DATA TO PROCESS
══════════

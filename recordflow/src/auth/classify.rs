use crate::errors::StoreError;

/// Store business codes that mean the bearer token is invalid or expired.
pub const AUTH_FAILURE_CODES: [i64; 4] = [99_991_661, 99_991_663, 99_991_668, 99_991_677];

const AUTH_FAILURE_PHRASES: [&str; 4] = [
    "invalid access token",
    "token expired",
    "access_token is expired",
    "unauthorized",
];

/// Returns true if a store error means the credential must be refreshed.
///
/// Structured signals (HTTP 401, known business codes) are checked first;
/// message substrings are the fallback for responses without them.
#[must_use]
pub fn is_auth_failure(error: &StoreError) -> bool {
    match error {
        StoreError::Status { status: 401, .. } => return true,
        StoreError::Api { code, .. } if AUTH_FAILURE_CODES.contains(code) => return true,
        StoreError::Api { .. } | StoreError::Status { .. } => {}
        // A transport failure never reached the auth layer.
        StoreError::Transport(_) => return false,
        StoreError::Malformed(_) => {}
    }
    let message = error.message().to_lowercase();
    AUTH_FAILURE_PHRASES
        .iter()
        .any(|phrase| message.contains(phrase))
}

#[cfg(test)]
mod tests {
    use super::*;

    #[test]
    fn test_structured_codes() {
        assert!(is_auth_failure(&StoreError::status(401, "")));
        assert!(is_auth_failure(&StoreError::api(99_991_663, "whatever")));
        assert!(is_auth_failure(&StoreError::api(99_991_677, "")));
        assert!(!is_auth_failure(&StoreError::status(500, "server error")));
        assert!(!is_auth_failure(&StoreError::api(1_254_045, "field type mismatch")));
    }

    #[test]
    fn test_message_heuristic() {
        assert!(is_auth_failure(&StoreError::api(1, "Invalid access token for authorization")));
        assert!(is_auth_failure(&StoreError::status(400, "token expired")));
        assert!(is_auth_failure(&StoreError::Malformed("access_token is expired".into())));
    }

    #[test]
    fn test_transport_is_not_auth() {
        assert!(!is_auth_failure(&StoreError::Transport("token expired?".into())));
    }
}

══════════

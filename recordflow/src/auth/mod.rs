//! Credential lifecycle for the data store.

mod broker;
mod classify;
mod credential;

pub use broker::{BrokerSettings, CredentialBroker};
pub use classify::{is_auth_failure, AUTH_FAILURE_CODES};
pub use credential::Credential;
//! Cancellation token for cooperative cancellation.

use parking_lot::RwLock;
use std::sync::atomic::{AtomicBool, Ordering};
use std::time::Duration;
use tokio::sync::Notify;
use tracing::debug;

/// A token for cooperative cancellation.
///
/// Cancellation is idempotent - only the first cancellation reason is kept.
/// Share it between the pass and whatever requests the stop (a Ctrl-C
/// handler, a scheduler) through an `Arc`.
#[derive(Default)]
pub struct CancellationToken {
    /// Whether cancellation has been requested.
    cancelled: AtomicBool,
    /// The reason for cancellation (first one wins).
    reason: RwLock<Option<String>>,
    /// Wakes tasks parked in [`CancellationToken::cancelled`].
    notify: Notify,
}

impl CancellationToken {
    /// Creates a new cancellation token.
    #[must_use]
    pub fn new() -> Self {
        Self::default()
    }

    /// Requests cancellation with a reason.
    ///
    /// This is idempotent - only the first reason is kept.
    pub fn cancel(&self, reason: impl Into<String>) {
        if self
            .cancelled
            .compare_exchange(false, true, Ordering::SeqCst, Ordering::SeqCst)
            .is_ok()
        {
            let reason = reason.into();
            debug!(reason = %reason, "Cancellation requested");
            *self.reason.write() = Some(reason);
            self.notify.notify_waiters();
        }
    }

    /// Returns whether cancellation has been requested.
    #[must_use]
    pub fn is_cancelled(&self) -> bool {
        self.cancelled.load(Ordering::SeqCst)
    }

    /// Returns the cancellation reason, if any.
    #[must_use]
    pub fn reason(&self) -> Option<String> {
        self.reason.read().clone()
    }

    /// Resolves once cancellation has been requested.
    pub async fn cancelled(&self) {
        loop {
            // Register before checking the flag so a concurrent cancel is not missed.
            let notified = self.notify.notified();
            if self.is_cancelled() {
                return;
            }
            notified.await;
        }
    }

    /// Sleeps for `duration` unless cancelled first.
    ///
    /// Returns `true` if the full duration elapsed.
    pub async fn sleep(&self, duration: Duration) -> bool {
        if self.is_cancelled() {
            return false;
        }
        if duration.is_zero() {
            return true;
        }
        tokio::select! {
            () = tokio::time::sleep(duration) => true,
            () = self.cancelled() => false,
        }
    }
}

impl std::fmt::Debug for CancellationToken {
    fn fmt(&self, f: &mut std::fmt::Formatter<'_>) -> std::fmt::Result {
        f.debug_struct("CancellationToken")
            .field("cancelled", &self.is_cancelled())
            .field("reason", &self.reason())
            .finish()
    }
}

══════════

REQUIRED ACTION
All lines above between those holding "full duration elapsed." and "impl std::fmt::Debug for", inclusive, must be set down unchanged, and no other line may be included.

RESPONSE BELOW
    /// Returns `true` if the full duration elapsed.
    pub async fn sleep(&self, duration: Duration) -> bool {
        if self.is_cancelled() {
            return false;
        }
        if duration.is_zero() {
            return true;
        }
        tokio::select! {
            () = tokio::time::sleep(duration) => true,
            () = self.cancelled() => false,
        }
    }
}

impl std::fmt::Debug for CancellationToken {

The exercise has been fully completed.